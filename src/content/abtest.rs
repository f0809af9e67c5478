//! A/B Tests
//!
//! Variant experiments on a subject and the deterministic winner rule:
//! each variant scores the sum of its declared metrics, `conversion`
//! counting double. The strictly highest score wins; ties go to the
//! variant declared first.

use chrono::{DateTime, Duration, Utc};
use serde::{Deserialize, Serialize};
use serde_json::Value;
use uuid::Uuid;

use crate::services::Metrics;
use crate::store::{Document, AB_TESTS};

/// Metric that weighs double in the score.
pub const CONVERSION: &str = "conversion";

#[derive(Serialize, Deserialize, Debug, Clone, PartialEq)]
pub struct Variant {
    pub id: String,
    /// Field overrides this variant applies to the subject
    #[serde(default)]
    pub changes: Value,
}

impl Variant {
    pub fn new(id: impl Into<String>, changes: Value) -> Self {
        Self {
            id: id.into(),
            changes,
        }
    }
}

#[derive(Serialize, Deserialize, Debug, Clone, Copy, PartialEq, Eq)]
#[serde(rename_all = "snake_case")]
pub enum ABTestStatus {
    Running,
    Completed,
}

#[derive(Serialize, Deserialize, Debug, Clone, PartialEq)]
pub struct VariantScore {
    pub variant_id: String,
    pub metrics: Metrics,
    pub score: f64,
}

#[derive(Serialize, Deserialize, Debug, Clone, PartialEq)]
pub struct ABTestResults {
    pub winner: String,
    /// Percent over the runner-up; `None` when the runner-up scored zero
    pub improvement: Option<f64>,
    /// In declaration order
    pub scores: Vec<VariantScore>,
}

#[derive(Serialize, Deserialize, Debug, Clone, PartialEq)]
pub struct ABTest {
    pub id: String,
    pub subject_id: String,
    pub variants: Vec<Variant>,
    pub metrics: Vec<String>,
    pub duration_seconds: u64,
    pub status: ABTestStatus,
    pub started_by: String,
    pub started_at: DateTime<Utc>,
    #[serde(default, skip_serializing_if = "Option::is_none")]
    pub completed_at: Option<DateTime<Utc>>,
    #[serde(default, skip_serializing_if = "Option::is_none")]
    pub results: Option<ABTestResults>,
}

impl ABTest {
    pub fn new(
        subject_id: impl Into<String>,
        variants: Vec<Variant>,
        metrics: Vec<String>,
        duration_seconds: u64,
        started_by: impl Into<String>,
    ) -> Self {
        Self {
            id: Uuid::new_v4().to_string(),
            subject_id: subject_id.into(),
            variants,
            metrics,
            duration_seconds,
            status: ABTestStatus::Running,
            started_by: started_by.into(),
            started_at: Utc::now(),
            completed_at: None,
            results: None,
        }
    }

    /// Earliest moment the test may complete.
    pub fn due_at(&self) -> DateTime<Utc> {
        let secs = i64::try_from(self.duration_seconds)
            .unwrap_or(i64::MAX)
            .min(i64::MAX / 1000);
        self.started_at
            .checked_add_signed(Duration::seconds(secs))
            .unwrap_or(DateTime::<Utc>::MAX_UTC)
    }

    pub fn is_due(&self, now: DateTime<Utc>) -> bool {
        now >= self.due_at()
    }

    pub fn is_running(&self) -> bool {
        self.status == ABTestStatus::Running
    }

    /// Records the results and completes the test.
    pub fn complete(&mut self, results: ABTestResults, now: DateTime<Utc>) {
        self.status = ABTestStatus::Completed;
        self.completed_at = Some(now);
        self.results = Some(results);
    }
}

impl Document for ABTest {
    const COLLECTION: &'static str = AB_TESTS;

    fn id(&self) -> &str {
        &self.id
    }
}

pub fn metric_weight(metric: &str) -> f64 {
    if metric == CONVERSION {
        2.0
    } else {
        1.0
    }
}

/// Weighted sum of the declared metrics; missing metrics count as zero.
pub fn score(metrics: &Metrics, declared: &[String]) -> f64 {
    declared
        .iter()
        .map(|name| metrics.get(name).copied().unwrap_or(0.0) * metric_weight(name))
        .sum()
}

/// Picks the winner among `(variant_id, metrics)` pairs given in
/// declaration order. Returns `None` for an empty list.
pub fn select_winner(variants: &[(String, Metrics)], declared: &[String]) -> Option<ABTestResults> {
    let scores: Vec<VariantScore> = variants
        .iter()
        .map(|(id, metrics)| VariantScore {
            variant_id: id.clone(),
            metrics: metrics.clone(),
            score: score(metrics, declared),
        })
        .collect();

    let mut winner = 0;
    for (index, candidate) in scores.iter().enumerate().skip(1) {
        if candidate.score > scores[winner].score {
            winner = index;
        }
    }
    let winner_score = scores.get(winner)?.score;

    let runner_up = scores
        .iter()
        .enumerate()
        .filter(|(index, _)| *index != winner)
        .map(|(_, s)| s.score)
        .fold(None, |best: Option<f64>, s| Some(best.map_or(s, |b| b.max(s))));

    let improvement = match runner_up {
        None => Some(0.0),
        Some(r) if r == 0.0 => None,
        Some(r) => Some((winner_score - r) / r * 100.0),
    };

    Some(ABTestResults {
        winner: scores[winner].variant_id.clone(),
        improvement,
        scores,
    })
}

#[cfg(test)]
mod tests {
    use super::*;

    fn metrics(pairs: &[(&str, f64)]) -> Metrics {
        pairs.iter().map(|(k, v)| (k.to_string(), *v)).collect()
    }

    fn declared(names: &[&str]) -> Vec<String> {
        names.iter().map(|s| s.to_string()).collect()
    }

    #[test]
    fn test_conversion_weighs_double() {
        let m = metrics(&[("conversion", 3.0), ("clicks", 4.0), ("ignored", 100.0)]);
        assert_eq!(score(&m, &declared(&["conversion", "clicks"])), 10.0);
    }

    #[test]
    fn test_winner_and_improvement() {
        let variants = vec![
            ("A".to_string(), metrics(&[("conversion", 10.0)])),
            ("B".to_string(), metrics(&[("conversion", 8.0)])),
        ];
        let results = select_winner(&variants, &declared(&["conversion"])).unwrap();

        assert_eq!(results.winner, "A");
        assert_eq!(results.improvement, Some(25.0));
        assert_eq!(results.scores[1].score, 16.0);
    }

    #[test]
    fn test_tie_goes_to_first_declared() {
        let variants = vec![
            ("A".to_string(), metrics(&[("clicks", 5.0)])),
            ("B".to_string(), metrics(&[("clicks", 5.0)])),
        ];
        let results = select_winner(&variants, &declared(&["clicks"])).unwrap();

        assert_eq!(results.winner, "A");
        assert_eq!(results.improvement, Some(0.0));
    }

    #[test]
    fn test_later_variant_must_be_strictly_better() {
        let variants = vec![
            ("A".to_string(), metrics(&[("clicks", 5.0)])),
            ("B".to_string(), metrics(&[("clicks", 9.0)])),
            ("C".to_string(), metrics(&[("clicks", 9.0)])),
        ];
        let results = select_winner(&variants, &declared(&["clicks"])).unwrap();

        assert_eq!(results.winner, "B");
        assert_eq!(results.improvement, Some(0.0));
    }

    #[test]
    fn test_negative_improvement_is_not_clamped() {
        let variants = vec![
            ("A".to_string(), metrics(&[("revenue", -1.0)])),
            ("B".to_string(), metrics(&[("revenue", -2.0)])),
        ];
        let results = select_winner(&variants, &declared(&["revenue"])).unwrap();

        assert_eq!(results.winner, "A");
        assert_eq!(results.improvement, Some(-50.0));
    }

    #[test]
    fn test_edge_cases() {
        assert!(select_winner(&[], &declared(&["clicks"])).is_none());

        let single = vec![("only".to_string(), metrics(&[("clicks", 3.0)]))];
        let results = select_winner(&single, &declared(&["clicks"])).unwrap();
        assert_eq!(results.winner, "only");
        assert_eq!(results.improvement, Some(0.0));

        let zero_runner_up = vec![
            ("A".to_string(), metrics(&[("clicks", 3.0)])),
            ("B".to_string(), Metrics::new()),
        ];
        let results = select_winner(&zero_runner_up, &declared(&["clicks"])).unwrap();
        assert_eq!(results.improvement, None);
    }

    #[test]
    fn test_due_time() {
        let test = ABTest::new("post-1", vec![], declared(&["clicks"]), 60, "ana");
        assert!(!test.is_due(test.started_at));
        assert!(test.is_due(test.started_at + Duration::seconds(60)));
    }
}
• • • • •
§ **ASSIGNMENT**:
In the listing above, locate the line containing "runner-up scored zero" and the line containing "let secs = i64::try_from(self.duration_seconds)". Transcribe those two lines and everything between them, exactly as written.

§ **ANSWER FOR THE TASK**:
    /// Percent over the runner-up; `None` when the runner-up scored zero
    pub improvement: Option<f64>,
    /// In declaration order
    pub scores: Vec<VariantScore>,
}

#[derive(Serialize, Deserialize, Debug, Clone, PartialEq)]
pub struct ABTest {
    pub id: String,
    pub subject_id: String,
    pub variants: Vec<Variant>,
    pub metrics: Vec<String>,
    pub duration_seconds: u64,
    pub status: ABTestStatus,
    pub started_by: String,
    pub started_at: DateTime<Utc>,
    #[serde(default, skip_serializing_if = "Option::is_none")]
    pub completed_at: Option<DateTime<Utc>>,
    #[serde(default, skip_serializing_if = "Option::is_none")]
    pub results: Option<ABTestResults>,
}

impl ABTest {
    pub fn new(
        subject_id: impl Into<String>,
        variants: Vec<Variant>,
        metrics: Vec<String>,
        duration_seconds: u64,
        started_by: impl Into<String>,
    ) -> Self {
        Self {
            id: Uuid::new_v4().to_string(),
            subject_id: subject_id.into(),
            variants,
            metrics,
            duration_seconds,
            status: ABTestStatus::Running,
            started_by: started_by.into(),
            started_at: Utc::now(),
            completed_at: None,
            results: None,
        }
    }

    /// Earliest moment the test may complete.
    pub fn due_at(&self) -> DateTime<Utc> {
        let secs = i64::try_from(self.duration_seconds)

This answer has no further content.